### Action item
Write out every entry once more, character for character.

-- Opening Marker --

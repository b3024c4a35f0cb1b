//! # Connect Four
//!
//! Connect Four board on a 6x7 grid, and a computer opponent which searches it with
//! alpha-beta minimax.
//!
//! # Example
//!
//! ```
//! use connect_four::{Ai, Board, Disc};
//!
//! let mut board = Board::new();
//! board.drop(3, Disc::Player).unwrap();
//!
//! let mut ai = Ai::new(42);
//! let col = ai.best_column(&board).unwrap();
//! board.drop(col, Disc::Computer).unwrap();
//! assert!(!board.is_terminal());
//! ```

pub mod board;
pub mod search;

pub use board::{Board, Disc, DropError, COLUMNS, ROWS};
pub use search::Ai;
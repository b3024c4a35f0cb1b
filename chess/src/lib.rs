//! # abchess
//!
//! Small chess engine core: legal move generation which never leaves the own king in check,
//! check and mate detection, a static evaluator and a depth-limited alpha-beta search.
//!
//! The board is a plain 8x8 grid of cells. Moves are made and taken back in place, so the
//! search runs on a single board without copying it on each node.
//!
//! # Example
//!
//! ```
//! use abchess::{best_move, try_move, Color, Game, Square};
//! use std::str::FromStr;
//!
//! let mut board = abchess::new_game();
//! let (accepted, status) = try_move(
//!     &mut board,
//!     Square::from_str("e2").unwrap(),
//!     Square::from_str("e4").unwrap(),
//! );
//! assert!(accepted);
//! assert_eq!(status.turn, Color::Black);
//!
//! let reply = best_move(&mut board, Color::Black, 2).unwrap();
//! assert_eq!(board.get(reply.src()).color(), Some(Color::Black));
//!
//! let mut game = Game::new_initial();
//! game.push_list("f2f3 e7e5 g2g4 d8h4").unwrap();
//! assert_eq!(game.status().winner, Some(Color::Black));
//! ```

pub mod attack;
pub mod board;
pub mod eval;
pub mod game;
pub mod movegen;
pub mod moves;
pub mod search;

pub use abchess_base::{geometry, types};

pub use board::Board;
pub use game::{new_game, try_move, Game, GameStatus, MoveError};
pub use movegen::{all_legal_moves, legal_moves, MoveList, SquareList};
pub use moves::{Move, Undo};
pub use search::{best_move, Difficulty};
pub use types::{Cell, Color, Outcome, Piece, Square};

-- Closing Marker --

### Exercise output
repository b3024c4a35f0cb1b
//! # Connect Four
//!
//! Connect Four board on a 6x7 grid, and a computer opponent which searches it with
//! alpha-beta minimax.
//!
//! # Example
//!
//! ```
//! use connect_four::{Ai, Board, Disc};
//!
//! let mut board = Board::new();
//! board.drop(3, Disc::Player).unwrap();
//!
//! let mut ai = Ai::new(42);
//! let col = ai.best_column(&board).unwrap();
//! board.drop(col, Disc::Computer).unwrap();
//! assert!(!board.is_terminal());
//! ```

pub mod board;
pub mod search;

pub use board::{Board, Disc, DropError, COLUMNS, ROWS};
pub use search::Ai;
repository b3024c4a35f0cb1b
filename chess/src/lib.rs
//! # abchess
//!
//! Small chess engine core: legal move generation which never leaves the own king in check,
//! check and mate detection, a static evaluator and a depth-limited alpha-beta search.
//!
//! The board is a plain 8x8 grid of cells. Moves are made and taken back in place, so the
//! search runs on a single board without copying it on each node.
//!
//! # Example
//!
//! ```
//! use abchess::{best_move, try_move, Color, Game, Square};
//! use std::str::FromStr;
//!
//! let mut board = abchess::new_game();
//! let (accepted, status) = try_move(
//!     &mut board,
//!     Square::from_str("e2").unwrap(),
//!     Square::from_str("e4").unwrap(),
//! );
//! assert!(accepted);
//! assert_eq!(status.turn, Color::Black);
//!
//! let reply = best_move(&mut board, Color::Black, 2).unwrap();
//! assert_eq!(board.get(reply.src()).color(), Some(Color::Black));
//!
//! let mut game = Game::new_initial();
//! game.push_list("f2f3 e7e5 g2g4 d8h4").unwrap();
//! assert_eq!(game.status().winner, Some(Color::Black));
//! ```

pub mod attack;
pub mod board;
pub mod eval;
pub mod game;
pub mod movegen;
pub mod moves;
pub mod search;

pub use abchess_base::{geometry, types};

pub use board::Board;
pub use game::{new_game, try_move, Game, GameStatus, MoveError};
pub use movegen::{all_legal_moves, legal_moves, MoveList, SquareList};
pub use moves::{Move, Undo};
pub use search::{best_move, Difficulty};
pub use types::{Cell, Color, Outcome, Piece, Square};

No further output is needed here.